## Your objective
Here is a listing; work out how many of its lines contain the word "levels", and state only that number.

## Exercise inputs
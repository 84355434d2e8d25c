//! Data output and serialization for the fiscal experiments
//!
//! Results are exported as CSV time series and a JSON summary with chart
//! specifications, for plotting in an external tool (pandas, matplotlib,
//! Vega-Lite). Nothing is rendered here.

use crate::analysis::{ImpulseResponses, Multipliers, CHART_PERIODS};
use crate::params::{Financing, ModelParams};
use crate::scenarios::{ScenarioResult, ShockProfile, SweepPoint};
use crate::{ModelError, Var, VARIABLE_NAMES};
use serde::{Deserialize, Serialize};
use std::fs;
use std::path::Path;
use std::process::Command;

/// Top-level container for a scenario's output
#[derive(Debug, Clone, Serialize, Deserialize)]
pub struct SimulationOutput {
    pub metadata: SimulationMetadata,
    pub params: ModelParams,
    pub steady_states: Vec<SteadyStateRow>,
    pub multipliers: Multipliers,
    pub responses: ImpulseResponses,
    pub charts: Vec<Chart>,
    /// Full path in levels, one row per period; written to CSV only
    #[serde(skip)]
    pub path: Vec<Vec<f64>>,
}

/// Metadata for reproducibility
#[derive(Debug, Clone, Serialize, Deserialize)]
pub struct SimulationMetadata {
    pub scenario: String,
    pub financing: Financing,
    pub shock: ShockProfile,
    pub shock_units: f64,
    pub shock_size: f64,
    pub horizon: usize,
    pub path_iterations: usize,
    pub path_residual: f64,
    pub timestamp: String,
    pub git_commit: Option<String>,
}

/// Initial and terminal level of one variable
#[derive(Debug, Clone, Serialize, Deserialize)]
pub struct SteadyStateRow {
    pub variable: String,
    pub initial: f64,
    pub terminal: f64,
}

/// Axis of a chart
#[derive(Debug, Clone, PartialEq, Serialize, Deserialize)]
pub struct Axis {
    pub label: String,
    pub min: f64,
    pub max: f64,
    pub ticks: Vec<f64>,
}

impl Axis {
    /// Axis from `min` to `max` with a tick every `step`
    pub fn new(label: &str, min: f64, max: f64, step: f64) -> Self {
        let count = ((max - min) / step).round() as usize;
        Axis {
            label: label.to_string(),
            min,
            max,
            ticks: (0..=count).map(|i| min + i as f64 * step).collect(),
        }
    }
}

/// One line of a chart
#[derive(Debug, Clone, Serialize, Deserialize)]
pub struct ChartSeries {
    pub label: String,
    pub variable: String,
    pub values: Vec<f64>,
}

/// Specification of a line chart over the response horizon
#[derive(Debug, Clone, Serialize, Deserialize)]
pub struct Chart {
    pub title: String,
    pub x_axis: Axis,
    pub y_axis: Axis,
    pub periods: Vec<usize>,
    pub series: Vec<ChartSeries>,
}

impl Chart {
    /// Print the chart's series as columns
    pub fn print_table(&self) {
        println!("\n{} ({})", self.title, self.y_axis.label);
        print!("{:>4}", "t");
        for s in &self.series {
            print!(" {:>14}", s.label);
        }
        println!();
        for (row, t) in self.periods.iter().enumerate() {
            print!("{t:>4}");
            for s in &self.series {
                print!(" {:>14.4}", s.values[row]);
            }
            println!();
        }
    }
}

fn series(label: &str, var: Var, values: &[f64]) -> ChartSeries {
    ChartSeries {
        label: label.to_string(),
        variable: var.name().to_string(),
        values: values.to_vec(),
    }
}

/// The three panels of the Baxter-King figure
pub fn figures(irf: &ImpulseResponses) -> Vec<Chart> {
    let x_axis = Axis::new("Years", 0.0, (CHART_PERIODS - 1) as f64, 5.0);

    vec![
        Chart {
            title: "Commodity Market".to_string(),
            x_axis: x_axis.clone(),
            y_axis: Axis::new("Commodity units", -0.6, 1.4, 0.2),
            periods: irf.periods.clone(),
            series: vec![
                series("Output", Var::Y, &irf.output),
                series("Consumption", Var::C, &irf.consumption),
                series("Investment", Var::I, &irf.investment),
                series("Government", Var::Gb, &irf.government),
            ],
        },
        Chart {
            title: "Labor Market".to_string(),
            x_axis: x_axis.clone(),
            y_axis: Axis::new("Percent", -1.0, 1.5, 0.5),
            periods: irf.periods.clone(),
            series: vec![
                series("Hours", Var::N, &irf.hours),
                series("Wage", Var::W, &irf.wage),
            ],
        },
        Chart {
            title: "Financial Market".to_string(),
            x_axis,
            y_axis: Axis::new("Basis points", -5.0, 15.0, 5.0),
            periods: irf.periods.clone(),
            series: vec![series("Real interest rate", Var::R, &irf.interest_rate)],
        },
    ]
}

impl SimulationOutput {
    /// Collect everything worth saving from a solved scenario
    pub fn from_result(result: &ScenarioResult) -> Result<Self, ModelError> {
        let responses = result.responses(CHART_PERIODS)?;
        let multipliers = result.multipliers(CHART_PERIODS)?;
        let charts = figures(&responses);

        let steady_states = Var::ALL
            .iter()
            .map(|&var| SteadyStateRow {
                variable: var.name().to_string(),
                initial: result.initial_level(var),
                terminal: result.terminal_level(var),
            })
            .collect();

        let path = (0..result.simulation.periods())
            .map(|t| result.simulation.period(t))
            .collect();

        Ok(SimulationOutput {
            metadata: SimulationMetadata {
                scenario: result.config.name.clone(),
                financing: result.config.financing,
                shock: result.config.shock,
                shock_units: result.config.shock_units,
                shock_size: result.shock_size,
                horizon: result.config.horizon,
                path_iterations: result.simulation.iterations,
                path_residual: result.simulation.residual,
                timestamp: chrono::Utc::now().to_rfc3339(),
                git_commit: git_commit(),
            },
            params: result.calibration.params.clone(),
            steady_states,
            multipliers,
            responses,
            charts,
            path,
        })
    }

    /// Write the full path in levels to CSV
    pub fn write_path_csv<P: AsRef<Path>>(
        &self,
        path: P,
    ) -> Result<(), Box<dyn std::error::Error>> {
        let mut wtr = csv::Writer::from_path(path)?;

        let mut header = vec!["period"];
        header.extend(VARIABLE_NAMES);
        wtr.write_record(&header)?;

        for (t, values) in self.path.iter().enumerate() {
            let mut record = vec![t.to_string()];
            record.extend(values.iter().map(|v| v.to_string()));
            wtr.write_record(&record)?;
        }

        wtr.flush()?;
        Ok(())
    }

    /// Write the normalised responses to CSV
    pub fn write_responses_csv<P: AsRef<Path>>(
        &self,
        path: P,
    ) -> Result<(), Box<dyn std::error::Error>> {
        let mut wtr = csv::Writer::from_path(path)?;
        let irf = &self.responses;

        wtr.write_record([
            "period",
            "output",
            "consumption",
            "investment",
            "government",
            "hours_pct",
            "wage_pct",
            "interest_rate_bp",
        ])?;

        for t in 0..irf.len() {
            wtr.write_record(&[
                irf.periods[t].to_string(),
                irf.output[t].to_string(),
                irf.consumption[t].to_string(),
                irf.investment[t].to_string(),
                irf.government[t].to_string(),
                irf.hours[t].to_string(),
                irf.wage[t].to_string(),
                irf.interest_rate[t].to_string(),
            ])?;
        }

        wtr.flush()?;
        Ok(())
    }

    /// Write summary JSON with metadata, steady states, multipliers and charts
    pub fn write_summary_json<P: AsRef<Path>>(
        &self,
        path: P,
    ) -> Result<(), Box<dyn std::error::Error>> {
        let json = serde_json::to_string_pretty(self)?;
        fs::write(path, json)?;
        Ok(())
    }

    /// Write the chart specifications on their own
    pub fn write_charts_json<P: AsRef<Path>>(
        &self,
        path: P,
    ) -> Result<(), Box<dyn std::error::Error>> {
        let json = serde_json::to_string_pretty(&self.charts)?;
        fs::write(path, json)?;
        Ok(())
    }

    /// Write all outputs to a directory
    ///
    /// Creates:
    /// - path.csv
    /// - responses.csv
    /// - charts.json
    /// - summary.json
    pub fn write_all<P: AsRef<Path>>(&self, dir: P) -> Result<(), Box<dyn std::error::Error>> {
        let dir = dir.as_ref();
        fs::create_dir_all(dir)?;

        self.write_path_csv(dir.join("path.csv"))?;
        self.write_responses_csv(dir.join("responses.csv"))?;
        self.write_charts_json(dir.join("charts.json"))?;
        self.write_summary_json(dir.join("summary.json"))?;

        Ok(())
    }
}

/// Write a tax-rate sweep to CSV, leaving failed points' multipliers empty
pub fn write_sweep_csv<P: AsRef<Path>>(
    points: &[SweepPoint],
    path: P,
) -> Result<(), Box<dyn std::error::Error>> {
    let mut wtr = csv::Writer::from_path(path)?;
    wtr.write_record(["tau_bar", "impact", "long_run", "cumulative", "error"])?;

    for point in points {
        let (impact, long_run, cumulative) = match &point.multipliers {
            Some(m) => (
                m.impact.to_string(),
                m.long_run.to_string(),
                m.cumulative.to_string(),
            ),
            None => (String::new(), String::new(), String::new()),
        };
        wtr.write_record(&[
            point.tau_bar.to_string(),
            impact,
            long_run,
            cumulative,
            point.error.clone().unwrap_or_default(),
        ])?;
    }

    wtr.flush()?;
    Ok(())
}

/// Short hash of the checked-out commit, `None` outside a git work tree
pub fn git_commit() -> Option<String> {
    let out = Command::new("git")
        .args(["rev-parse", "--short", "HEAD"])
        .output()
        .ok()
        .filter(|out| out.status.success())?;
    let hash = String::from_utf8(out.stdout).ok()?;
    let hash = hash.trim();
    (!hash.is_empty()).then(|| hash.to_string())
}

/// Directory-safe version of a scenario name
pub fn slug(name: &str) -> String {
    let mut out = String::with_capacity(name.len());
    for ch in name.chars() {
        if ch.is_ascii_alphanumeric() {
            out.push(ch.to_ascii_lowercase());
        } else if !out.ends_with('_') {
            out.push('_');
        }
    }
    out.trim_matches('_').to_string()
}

## Expected answer
2